3.3.4.Tot slot is naar het oordeel van de voorzieningenrechter evenmin sprake van een situatie als bedoeld in vuistregel 3. [eiseres] betoogt in dit verband dat verweerder misbruik maakt van de mogelijkheid om de Wbr-vergunning in te trekken omdat dit de belangen van [eiseres] nadelig zou beïnvloeden in de onteigeningsprocedure. De civiele onteigeningsprocedure staat los van deze bestuursrechtelijke procedure en niet duidelijk is of de uitkomst van deze procedure consequenties heeft in de onteigening. Dat [eiseres] in de onteigeningsprocedure heeft mogen tussenkomen doet hier niet ter zake omdat artikel 3 van de Onteigeningswet een ander toetsingskader kent. De positie van [eiseres] in de onteigeningsprocedures is ook niet los te zien van [vergunninghouder] , want zij is immers toegelaten tot de procedure op grond van haar overeenkomst met [vergunninghouder] Dit maakt haar positie niet onderscheidend van die van [vergunninghouder] Dat sprake is van misbruik door verweerder door de Wbr-vergunning in te trekken volgt de voorzieningenrechter niet. Verweerder heeft al in de overeenkomst die hij in 2019 met [vergunninghouder] heeft gesloten opgenomen dat de Wbr-vergunning per 1 januari 2021 zou worden ingetrokken. Die intrekking was voor [vergunninghouder] ook de reden om, op 21 augustus 2019, de huurovereenkomst met [eiseres] per 1 januari 2021 op te zeggen. Aangezien al in 2019 duidelijk was dat de Wbr-vergunning per 1 januari 2021 zou worden ingetrokken, kan niet worden volgehouden dat die intrekking is ingegeven door (de door [eiseres] gestelde) moeilijkheden in het onteigeningstraject.

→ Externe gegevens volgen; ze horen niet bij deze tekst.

//! Integration tests for the geocode → forecast pipeline using wiremock.

use std::time::Duration;

use skycast_weather::{
    describe, FetchOptions, ForecastProvider, Geocoder, HttpClient, Location, RetryConfig,
    TransportError, WeatherError, WeatherPipeline,
};
use wiremock::matchers::{method, path, query_param};
use wiremock::{Mock, MockServer, ResponseTemplate};

fn http() -> HttpClient {
    HttpClient::new(Duration::from_secs(5), RetryConfig::new(2, 10, 50)).unwrap()
}

fn http_without_retry() -> HttpClient {
    HttpClient::new(Duration::from_secs(5), RetryConfig::disabled()).unwrap()
}

fn geo_result(name: &str, lat: f64, lon: f64, country: Option<&str>) -> serde_json::Value {
    let mut value = serde_json::json!({
        "id": 1,
        "name": name,
        "latitude": lat,
        "longitude": lon,
        "timezone": "America/Chicago",
    });
    if let Some(country) = country {
        value["country"] = serde_json::Value::String(country.to_string());
    }
    value
}

fn forecast_body(hour_count: usize, temperature: f64, code: i32) -> serde_json::Value {
    let times: Vec<String> = (0..hour_count)
        .map(|i| format!("2026-10-{:02}T{:02}:00", 18 + i / 24, i % 24))
        .collect();
    let temps: Vec<f64> = (0..hour_count).map(|i| i as f64 * 0.5).collect();

    serde_json::json!({
        "latitude": 41.85,
        "longitude": -87.65,
        "timezone": "America/Chicago",
        "current_weather": {
            "temperature": temperature,
            "weathercode": code,
            "windspeed": 14.0,
            "winddirection": 200.0,
            "time": "2026-10-18T09:00"
        },
        "hourly": {
            "time": times,
            "temperature_2m": temps,
            "weathercode": vec![code; hour_count],
        },
        "daily": {
            "time": ["2026-10-18", "2026-10-19"],
            "temperature_2m_max": [9.0, 11.5],
            "temperature_2m_min": [1.0, 2.5],
            "weathercode": [3, 61],
        }
    })
}

async fn mount_chicago(server: &MockServer) {
    Mock::given(method("GET"))
        .and(path("/v1/search"))
        .and(query_param("name", "Chicago"))
        .respond_with(ResponseTemplate::new(200).set_body_json(serde_json::json!({
            "results": [geo_result("Chicago", 41.85, -87.65, Some("United States"))]
        })))
        .mount(server)
        .await;
}

fn pipeline(server: &MockServer, options: FetchOptions) -> WeatherPipeline {
    let http = http();
    WeatherPipeline::new(
        Geocoder::new(http.clone()).with_base_url(server.uri()),
        ForecastProvider::new(http).with_base_url(server.uri()),
        options,
    )
}

#[tokio::test]
async fn test_resolve_first_result_wins() {
    let server = MockServer::start().await;

    Mock::given(method("GET"))
        .and(path("/v1/search"))
        .respond_with(ResponseTemplate::new(200).set_body_json(serde_json::json!({
            "results": [
                geo_result("Springfield", 39.80, -89.64, Some("United States")),
                geo_result("Springfield", 37.21, -93.29, Some("United States")),
                geo_result("Springfield", 42.10, -72.59, Some("United States")),
            ]
        })))
        .mount(&server)
        .await;

    let geocoder = Geocoder::new(http())
        .with_base_url(server.uri())
        .with_max_candidates(None);
    let location = geocoder.resolve("Springfield").await.unwrap();

    assert_eq!(location.latitude, 39.80);
    assert_eq!(location.longitude, -89.64);
    assert_eq!(location.resolved_name, "Springfield");
    assert_eq!(location.query, "Springfield");
}

#[tokio::test]
async fn test_resolve_sends_trimmed_name_and_count() {
    let server = MockServer::start().await;

    Mock::given(method("GET"))
        .and(path("/v1/search"))
        .and(query_param("name", "New York"))
        .and(query_param("count", "1"))
        .respond_with(ResponseTemplate::new(200).set_body_json(serde_json::json!({
            "results": [geo_result("New York", 40.71, -74.01, Some("United States"))]
        })))
        .expect(1)
        .mount(&server)
        .await;

    let geocoder = Geocoder::new(http()).with_base_url(server.uri());
    let location = geocoder.resolve("  New York ").await.unwrap();

    assert_eq!(location.query, "New York");
    assert_eq!(location.display_name(), "New York, United States");
}

#[tokio::test]
async fn test_resolve_empty_query_issues_no_request() {
    let server = MockServer::start().await;

    Mock::given(method("GET"))
        .respond_with(ResponseTemplate::new(200))
        .expect(0)
        .mount(&server)
        .await;

    let geocoder = Geocoder::new(http()).with_base_url(server.uri());

    assert!(matches!(geocoder.resolve("").await, Err(WeatherError::EmptyQuery)));
    assert!(matches!(geocoder.resolve("   ").await, Err(WeatherError::EmptyQuery)));
}

#[tokio::test]
async fn test_resolve_zero_results_is_not_found() {
    let server = MockServer::start().await;

    Mock::given(method("GET"))
        .and(path("/v1/search"))
        .respond_with(ResponseTemplate::new(200).set_body_json(serde_json::json!({
            "results": []
        })))
        .mount(&server)
        .await;

    let geocoder = Geocoder::new(http()).with_base_url(server.uri());
    let result = geocoder.resolve("Atlantis").await;

    match result {
        Err(WeatherError::NotFound(query)) => assert_eq!(query, "Atlantis"),
        other => panic!("expected NotFound, got {:?}", other),
    }
}

#[tokio::test]
async fn test_resolve_missing_results_key_is_not_found() {
    let server = MockServer::start().await;

    Mock::given(method("GET"))
        .and(path("/v1/search"))
        .respond_with(ResponseTemplate::new(200).set_body_json(serde_json::json!({
            "generationtime_ms": 0.4
        })))
        .mount(&server)
        .await;

    let geocoder = Geocoder::new(http()).with_base_url(server.uri());
    let result = geocoder.resolve("Xyzzyville").await;

    assert!(matches!(result, Err(WeatherError::NotFound(_))));
}

#[tokio::test]
async fn test_resolve_missing_country_is_empty() {
    let server = MockServer::start().await;

    Mock::given(method("GET"))
        .and(path("/v1/search"))
        .respond_with(ResponseTemplate::new(200).set_body_json(serde_json::json!({
            "results": [geo_result("Null Island", 0.0, 0.0, None)]
        })))
        .mount(&server)
        .await;

    let geocoder = Geocoder::new(http()).with_base_url(server.uri());
    let location = geocoder.resolve("Null Island").await.unwrap();

    assert_eq!(location.country, "");
    assert_eq!(location.display_name(), "Null Island");
}

#[tokio::test]
async fn test_resolve_server_error_is_transport_not_not_found() {
    let server = MockServer::start().await;

    Mock::given(method("GET"))
        .and(path("/v1/search"))
        .respond_with(ResponseTemplate::new(500))
        .expect(1)
        .mount(&server)
        .await;

    let geocoder = Geocoder::new(http_without_retry()).with_base_url(server.uri());
    let result = geocoder.resolve("Chicago").await;

    assert!(matches!(
        result,
        Err(WeatherError::Transport(TransportError::Status { status: 500 }))
    ));
}

#[tokio::test]
async fn test_resolve_malformed_body() {
    let server = MockServer::start().await;

    Mock::given(method("GET"))
        .and(path("/v1/search"))
        .respond_with(ResponseTemplate::new(200).set_body_string("<html>oops</html>"))
        .mount(&server)
        .await;

    let geocoder = Geocoder::new(http()).with_base_url(server.uri());
    let result = geocoder.resolve("Chicago").await;

    assert!(matches!(result, Err(WeatherError::MalformedResponse(_))));
}

#[tokio::test]
async fn test_retry_on_server_error() {
    let server = MockServer::start().await;

    // First two calls fail, the third succeeds
    Mock::given(method("GET"))
        .and(path("/v1/search"))
        .respond_with(ResponseTemplate::new(503))
        .up_to_n_times(2)
        .mount(&server)
        .await;
    mount_chicago(&server).await;

    let geocoder = Geocoder::new(http()).with_base_url(server.uri());
    let location = geocoder.resolve("Chicago").await.unwrap();

    assert_eq!(location.resolved_name, "Chicago");
}

#[tokio::test]
async fn test_no_retry_on_client_error() {
    let server = MockServer::start().await;

    Mock::given(method("GET"))
        .and(path("/v1/forecast"))
        .respond_with(ResponseTemplate::new(400).set_body_json(serde_json::json!({
            "error": true,
            "reason": "Latitude must be in range of -90 to 90°."
        })))
        .expect(1)
        .mount(&server)
        .await;

    let provider = ForecastProvider::new(http()).with_base_url(server.uri());
    let loc = Location {
        query: "Chicago".to_string(),
        latitude: 41.85,
        longitude: -87.65,
        resolved_name: "Chicago".to_string(),
        country: "United States".to_string(),
        admin1: None,
        timezone: None,
    };
    let result = provider.fetch(&loc, &FetchOptions::default()).await;

    assert!(matches!(
        result,
        Err(WeatherError::Transport(TransportError::Status { status: 400 }))
    ));
}

#[tokio::test]
async fn test_timeout_is_transport_error() {
    let server = MockServer::start().await;

    Mock::given(method("GET"))
        .and(path("/v1/search"))
        .respond_with(ResponseTemplate::new(200).set_delay(Duration::from_secs(3)))
        .mount(&server)
        .await;

    let http = HttpClient::new(Duration::from_millis(200), RetryConfig::disabled()).unwrap();
    let geocoder = Geocoder::new(http).with_base_url(server.uri());
    let result = geocoder.resolve("Chicago").await;

    assert!(matches!(
        result,
        Err(WeatherError::Transport(TransportError::Timeout))
    ));
}

#[tokio::test]
async fn test_fetch_truncates_hourly_to_horizon() {
    let server = MockServer::start().await;
    mount_chicago(&server).await;

    Mock::given(method("GET"))
        .and(path("/v1/forecast"))
        .and(query_param("current_weather", "true"))
        .and(query_param("timezone", "auto"))
        .respond_with(ResponseTemplate::new(200).set_body_json(forecast_body(48, 5.0, 3)))
        .mount(&server)
        .await;

    let report = pipeline(&server, FetchOptions::default().with_hourly_horizon(24))
        .lookup("Chicago")
        .await
        .unwrap();

    assert_eq!(report.forecast.hourly.len(), 24);
    assert_eq!(report.forecast.hourly[0].timestamp, "2026-10-18T00:00");
    assert_eq!(report.forecast.hourly[23].timestamp, "2026-10-18T23:00");
    assert_eq!(report.forecast.hourly[23].temperature_celsius, 11.5);
    assert_eq!(report.forecast.daily.len(), 2);
    assert_eq!(report.forecast.daily[1].weather_code, 61);
}

#[tokio::test]
async fn test_fetch_missing_hourly_is_malformed() {
    let server = MockServer::start().await;
    mount_chicago(&server).await;

    let mut body = forecast_body(24, 5.0, 3);
    body.as_object_mut().unwrap().remove("hourly");

    Mock::given(method("GET"))
        .and(path("/v1/forecast"))
        .respond_with(ResponseTemplate::new(200).set_body_json(body))
        .mount(&server)
        .await;

    let result = pipeline(&server, FetchOptions::default()).lookup("Chicago").await;

    assert!(matches!(result, Err(WeatherError::MalformedResponse(_))));
}

#[tokio::test]
async fn test_not_found_skips_forecast_request() {
    let server = MockServer::start().await;

    Mock::given(method("GET"))
        .and(path("/v1/search"))
        .respond_with(ResponseTemplate::new(200).set_body_json(serde_json::json!({})))
        .mount(&server)
        .await;

    Mock::given(method("GET"))
        .and(path("/v1/forecast"))
        .respond_with(ResponseTemplate::new(200).set_body_json(forecast_body(24, 5.0, 3)))
        .expect(0)
        .mount(&server)
        .await;

    let result = pipeline(&server, FetchOptions::default()).lookup("Nowhere").await;

    assert!(matches!(result, Err(WeatherError::NotFound(_))));
}

#[tokio::test]
async fn test_end_to_end_chicago() {
    let server = MockServer::start().await;
    mount_chicago(&server).await;

    Mock::given(method("GET"))
        .and(path("/v1/forecast"))
        .and(query_param("latitude", "41.85"))
        .and(query_param("longitude", "-87.65"))
        .respond_with(ResponseTemplate::new(200).set_body_json(forecast_body(24, 5.0, 3)))
        .expect(1)
        .mount(&server)
        .await;

    let report = pipeline(&server, FetchOptions::default())
        .lookup("Chicago")
        .await
        .unwrap();

    assert_eq!(report.location.resolved_name, "Chicago");
    assert_eq!(report.location.country, "United States");
    assert_eq!(report.forecast.current.temperature_celsius, 5.0);
    assert_eq!(describe(report.forecast.current.weather_code), "Overcast");
}

#[tokio::test]
async fn test_details_requested_when_enabled() {
    let server = MockServer::start().await;
    mount_chicago(&server).await;

    Mock::given(method("GET"))
        .and(path("/v1/forecast"))
        .and(query_param(
            "hourly",
            "temperature_2m,weathercode,relative_humidity_2m,windspeed_10m",
        ))
        .respond_with(ResponseTemplate::new(200).set_body_json(forecast_body(6, 5.0, 3)))
        .expect(1)
        .mount(&server)
        .await;

    let options = FetchOptions::default()
        .with_daily(false)
        .with_wind_and_humidity(true);
    let report = pipeline(&server, options).lookup("Chicago").await.unwrap();

    assert!(report.forecast.daily.is_empty());
    assert_eq!(report.forecast.hourly.len(), 6);
}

3.3.5.Dat verweerder in de voorfase van het intrekkingsbesluit de belangen wel heeft meegewogen maakt evenmin dat [eiseres] nu als belanghebbende moet worden aangemerkt. De voorzieningenrechter moet ambtshalve beoordelen of iemand al dan niet terecht als belanghebbende is aangemerkt en het staat verweerder vrij in de voorfase te verkennen wie als belanghebbende bij het besluit moeten worden aangemerkt.
4. Verweerder heeft [eiseres] terecht niet als belanghebbende aangemerkt bij primaire besluit en haar bezwaar terecht niet-ontvankelijk verklaard. Het beroep is ongegrond.
5. Omdat het beroep ongegrond is bestaat er geen aanleiding een voorlopige voorziening te treffen.
6. In bestreden besluit 1 heeft verweerder aangegeven dat [eiseres] het brandstoffenverkooppunt [locatie] tot uiterlijk 1 juni 2021 mag exploiteren. Op 2 juni 2021 heeft een toezichthouder van verweerder geconstateerd dat [eiseres] de exploitatie niet heeft gestaakt. Op 17 juni 2021 heeft verweerder [eiseres] een voornemen gestuurd om haar een last onder bestuursdwang op te leggen.